Providers and payers still must work on forging high-functioning partnerships
By Anthony Brino

On the face of it, the industry is making great strides toward adopting value-oriented payment models, but the question of whether or not the industry is also reducing costs and improving care quality remains unanswered.

Forty percent of all commercial in-network payments are now value-oriented, designed for performance or waste reduction, according to estimates released Tuesday by the nonprofit research group Catalyst for Payment Reform.

The other 60 percent of commercial health insurance reimbursement remains mostly in fee-for-service, with some payments using bundling or capitation without quality incentives.

But the 40 percent in alternative reimbursement represents a big increase.

Last year, only about 10 percent of commercial payments were in value-oriented models, according to Catalyst for Payment Reform, whose estimates are based on voluntary disclosures from health plans with 65 percent of the nation’s commercially-insured lives.

According to the group’s research, 38 percent of all hospital payment contracts this year are value-based, along with 24 percent of outpatient primary care contracts and 10 percent of all outpatient specialist contracts.

All of which is encouraging, but not necessarily enough.

“Value-oriented payment really only matters if we’re succeeding – if we’re reducing costs and improving quality,” said Andrea Caballero, Catalyst for Payment Reform’s program director during a webcast discussing the results of its annual scorecards for payment reform. “And for many of the methods that we measured, we really don’t have the evidence yet whether they are working. So evaluation of these methods will be our next big challenge.”
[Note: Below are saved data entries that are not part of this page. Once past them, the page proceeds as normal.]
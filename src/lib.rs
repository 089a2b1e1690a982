//! Model Eye
//!
//! Geometric optics of a schematic eye seen by a camera. The library covers:
//! - Quadric surfaces with ray intersection and geodetic coordinates
//! - Eye models with cornea, crystalline lens, retina and an elliptical stop
//! - Sequential optical systems, including contact and spectacle lenses
//! - Forward projection of the stop boundary and the corneal glint
//! - Bounded multi-start estimation of eye pose from observed pupil points

pub mod eye;
pub mod geometry;
pub mod optics;
pub mod optimization;
pub mod quadric;
pub mod scene;
pub mod util;

// Re-export commonly used types
pub use eye::{EyeModel, EyePose, EyeSurface, Stop, StopEccentricity};
pub use geometry::{fit_ellipse, Ellipse};
pub use optics::{
    assemble, trace, LensDescriptor, Medium, OpticalPath, OpticalSystem, OpticsError, RayPath,
    SurfaceRecord, TraceError,
};
pub use optimization::{fit_pose, FitResult, FitSettings, PoseBounds, PoseFitter, PoseGrid};
pub use quadric::{Quadric, Ray, Side};
pub use scene::{ProjectionError, SceneCamera, SceneConfig, SceneGeometry, StopProjection};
“The (national) scorecard documents unprecedented change in how we’re paying doctors and hospitals in the commercial sector,” said Suzanne Delbanco, PhD, the nonprofit’s executive director. “The key now is to turn to learning which methods are effective at improving both the quality and the affordability of care.”

In all of the value-based contracts studied by the group, 53 percent require providers to accept some financial risk and lose money if they fail to improve in certain clinical areas, such as readmissions, while 47 percent are so-called upside-only contracts.

Providers are much more comfortable in shared-savings programs, said Susan DeVore, president and CEO of Premier, a healthcare improvement company. They are not interested in taking on the risk of full capitation.

In order for the journey to value-based models to succeed and for a high-functioning healthcare system to develop, she said, there must be high-functioning provider-payer partnerships in which payers offer financial incentives to providers to move away from the fee-for-service status quo and make investments in operational management tools like electronic health records; make available near-real time claims data; and bring more people into their high-value networks.

This story is based on a report appearing on Healthcare Payer News. Healthcare Finance News Managing Editor Stephanie Bouchard contributed to this story.